La portière s’ouvrit : un gentilhomme à cheveux blancs, à la figure grave et sévère, parut, et, malgré la goutte dont il avait l’air de souffrir, il descendit, fit quelques pas, se plaça devant la voiture, comme pour faire aux jeunes filles un rempart de son corps, et tira du fourreau un couteau de chasse qu’il portait à sa ceinture.

— Bas les armes !

— Jamais ! répondit le gentilhomme.

— La résistance est inutile ; votre bourse, et bas les armes, ou je tire.

— Tire si tu veux ; don Juan d’Aguilar ne rendra pas les armes à un bandit tel que toi !

— C’est vous qui le voulez, dit Caralo en baissant lentement sa carabine.

— Mon père ! mon ami ! s’écrièrent à la fois les deux jeunes filles effrayées, en voulant se précipiter hors de la voiture.

— Ces enfants ont raison, répondit froidement le bandit. Que diable ! vous ne valez pas la dernière poudre de ma carabine. Je ne vous demande pas des réflexions, ni de la morale, mais l’or et l’argent que vous avez sur vous. Quant à ce fer, qui m’est inutile et à vous aussi, commencez par vous en défaire, et dépêchons, car je suis pressé.

Pour toute réponse, le vieux gentilhomme fit un pas en avant.

— Allons ! il faut en finir ! s’écria Caralo impatienté. Et s’appuyant contre l’arbre, il allait lâcher la détente de son arme… lorsque, d’une des branches placées au-dessus de sa tête, une masse, c’était Piquillo lui-même, tomba soudain sur le bras qui tenait la carabine, détourna le coup et fit chanceler le bandit, qui, tout entier aux affaires d’ici-bas, ne se mêlait guère de ce qui se passait au-dessus de lui et ne pensait avoir rien à démêler avec le ciel.

Étourdi d’abord de cette attaque d’en haut et du secours céleste qui arrivait à son adversaire, il se remit bientôt et serra dans ses bras nerveux son nouvel et faible antagoniste, qui criait au vieillard : Sauvez-vous ! sauvez-vous ! Et en même temps, Piquillo, étreignant de ses deux mains l’arme que tenait son ennemi, s’efforçait de ne pas lâcher prise ; mais en un instant Caralo l’eut renversé, jeté rudement à terre, et poussant un cri de surprise et de rage à la vue de Piquillo :

— C’est lui, lui que l’enfer me renvoie !… Cette fois enfin il ne m’échappera pas !

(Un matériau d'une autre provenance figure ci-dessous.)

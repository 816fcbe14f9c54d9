//! Backend adapters: persist a fault profile, then make it take effect.
//!
//! The demo workloads read fault parameters from their environment once
//! at process start — an external constraint of the workloads, not a
//! choice made here — so "take effect" means requesting a restart of the
//! owning unit. A substrate with live reconfiguration would replace
//! `request_restart` with a no-op reconfigure call; the contract would
//! not change.

use std::sync::Arc;

use async_trait::async_trait;

use crate::config::MeshfaultConfig;
use crate::error::Error;
use crate::profile::FaultProfile;
use crate::runner::CommandRunner;
use crate::service::ServiceName;
use crate::store::{ClusterEnvStore, EnvFileStore, FaultStore};
use crate::substrate::Substrate;

/// Applies fault profiles on one substrate.
#[async_trait]
pub trait BackendAdapter: Send + Sync {
    fn substrate(&self) -> Substrate;

    /// Persist `profile` and request a restart of `service`.
    ///
    /// Returns once the restart has been *requested*; confirming that the
    /// fault actually propagated is the health validator's job. Failures
    /// are not retried here — fault injection is an explicit operator
    /// action, and a retry is a re-run.
    async fn apply_fault(&self, service: ServiceName, profile: &FaultProfile)
    -> Result<(), Error>;

    /// Ask the substrate to recreate the unit owning `service` so it
    /// re-reads its fault environment.
    async fn request_restart(&self, service: ServiceName) -> Result<(), Error>;

    /// The store this adapter persists through.
    fn store(&self) -> Arc<dyn FaultStore>;
}

/// Shared persist-then-restart sequence.
async fn persist_and_restart(
    adapter: &dyn BackendAdapter,
    service: ServiceName,
    profile: &FaultProfile,
) -> Result<(), Error> {
    adapter.store().set(service, profile).await?;
    tracing::info!(%service, error_rate = profile.error_rate, "fault profile persisted");
    adapter.request_restart(service).await
}

// ─────────────────────────────────────────────────────────────────────────────
// Compose
// ─────────────────────────────────────────────────────────────────────────────

pub struct ComposeAdapter {
    runner: Arc<dyn CommandRunner>,
    store: Arc<EnvFileStore>,
}

impl ComposeAdapter {
    pub fn new(runner: Arc<dyn CommandRunner>, store: Arc<EnvFileStore>) -> Self {
        Self { runner, store }
    }
}

#[async_trait]
impl BackendAdapter for ComposeAdapter {
    fn substrate(&self) -> Substrate {
        Substrate::Compose
    }

    async fn apply_fault(
        &self,
        service: ServiceName,
        profile: &FaultProfile,
    ) -> Result<(), Error> {
        persist_and_restart(self, service, profile).await
    }

    async fn request_restart(&self, service: ServiceName) -> Result<(), Error> {
        // Recreate rather than restart: env interpolation is resolved at
        // container creation, so a plain restart would keep stale values.
        let output = self
            .runner
            .run(
                "docker",
                &[
                    "compose",
                    "up",
                    "-d",
                    "--force-recreate",
                    "--no-deps",
                    service.as_str(),
                ],
            )
            .await
            .map_err(|e| Error::RestartFailed {
                service,
                cause: e.to_string(),
            })?;

        if !output.success() {
            return Err(Error::RestartFailed {
                service,
                cause: output.diagnostic().to_string(),
            });
        }
        tracing::info!(%service, substrate = %Substrate::Compose, "restart requested");
        Ok(())
    }

    fn store(&self) -> Arc<dyn FaultStore> {
        self.store.clone()
    }
}

// ─────────────────────────────────────────────────────────────────────────────
// Cluster
// ─────────────────────────────────────────────────────────────────────────────

pub struct ClusterAdapter {
    runner: Arc<dyn CommandRunner>,
    store: Arc<ClusterEnvStore>,
    namespace: String,
}

impl ClusterAdapter {
    pub fn new(runner: Arc<dyn CommandRunner>, store: Arc<ClusterEnvStore>, namespace: String) -> Self {
        Self {
            runner,
            store,
            namespace,
        }
    }
}

#[async_trait]
impl BackendAdapter for ClusterAdapter {
    fn substrate(&self) -> Substrate {
        Substrate::Cluster
    }

    async fn apply_fault(
        &self,
        service: ServiceName,
        profile: &FaultProfile,
    ) -> Result<(), Error> {
        persist_and_restart(self, service, profile).await
    }

    async fn request_restart(&self, service: ServiceName) -> Result<(), Error> {
        // `kubectl set env` only rolls pods when a value actually changed;
        // the explicit rollout restart keeps apply semantics uniform when
        // an identical profile is reapplied.
        let deployment = format!("deployment/{service}");
        let output = self
            .runner
            .run(
                "kubectl",
                &["-n", self.namespace.as_str(), "rollout", "restart", &deployment],
            )
            .await
            .map_err(|e| Error::RestartFailed {
                service,
                cause: e.to_string(),
            })?;

        if !output.success() {
            return Err(Error::RestartFailed {
                service,
                cause: output.diagnostic().to_string(),
            });
        }
        tracing::info!(%service, substrate = %Substrate::Cluster, "restart requested");
        Ok(())
    }

    fn store(&self) -> Arc<dyn FaultStore> {
        self.store.clone()
    }
}

/// Build the store/adapter pair for a detected substrate.
pub fn for_substrate(
    substrate: Substrate,
    config: &MeshfaultConfig,
    runner: Arc<dyn CommandRunner>,
) -> Arc<dyn BackendAdapter> {
    match substrate {
        Substrate::Compose => {
            let store = Arc::new(EnvFileStore::new(config.fault_env_file.clone()));
            Arc::new(ComposeAdapter::new(runner, store))
        }
        Substrate::Cluster => {
            let store = Arc::new(ClusterEnvStore::new(
                runner.clone(),
                config.kube_namespace.clone(),
            ));
            Arc::new(ClusterAdapter::new(runner, store, config.kube_namespace.clone()))
        }
    }
}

Et tenant un pied sur le corps palpitant de son ennemi, il allait lui casser la tête avec la crosse de sa carabine, lorsqu’une main, vigoureuse encore, enfonça jusqu’à la garde le couteau de chasse dans le ventre du brigand. Caralo, frappé à mort, poussa un cri de rage et tomba.

— Ah ! ce fer m’est inutile, et je ne sais pas m’en servir ! cria le vieux gentilhomme, qui s’était traîné jusque-là. Tombée ! tombée la bête fauve ! J’en ai autrefois chassé dans ces bois, mais jamais d’aussi dangereuses. Eh bien ! mes enfants, Carmen, ma fille… Elle s’est évanouie ! elle est sans connaissance ! Aïxa, toi qui es brave, toi qui es forte, ne t’avise pas d’en faire autant ; fais-la revenir à elle… il faut que j’aille au secours de notre défenseur… de ce mendiant déguenillé qui a plus de courage que de force.

Et il se traîna comme il put jusqu’à l’endroit où avait roulé Piquillo, qui, meurtri et froissé, venait de se relever, et offrait lui-même son bras à don Juan d’Aguilar.

— Ah ! ah ! je venais à ton secours, et c’est encore toi qui viens au mien, Qui es-tu ?

— Piquillo.

— Ton état ?

— Je n’en ai pas.

— Tes parents ?

— Pas davantage.

— D’où viens-tu ?

— De cet arbre.

— C’est là que tu demeurais ?

— Depuis ce matin.

Juan d’Aguilar regarda le chêne, dont le tronc et la moitié des branches avaient été dévastés par l’incendie, et dit en souriant :

— L’habitation me semble en assez mauvais état, et tu aurais pu mieux choisir. Mais je t’en offre une autre, une autre chez moi, à Pampelune, si cela te convient.

La joie et la reconnaissance brillèrent dans les yeux de Piquillo, qui, pour toute réponse, se contenta de porter à ses lèvres la main de son nouveau maître.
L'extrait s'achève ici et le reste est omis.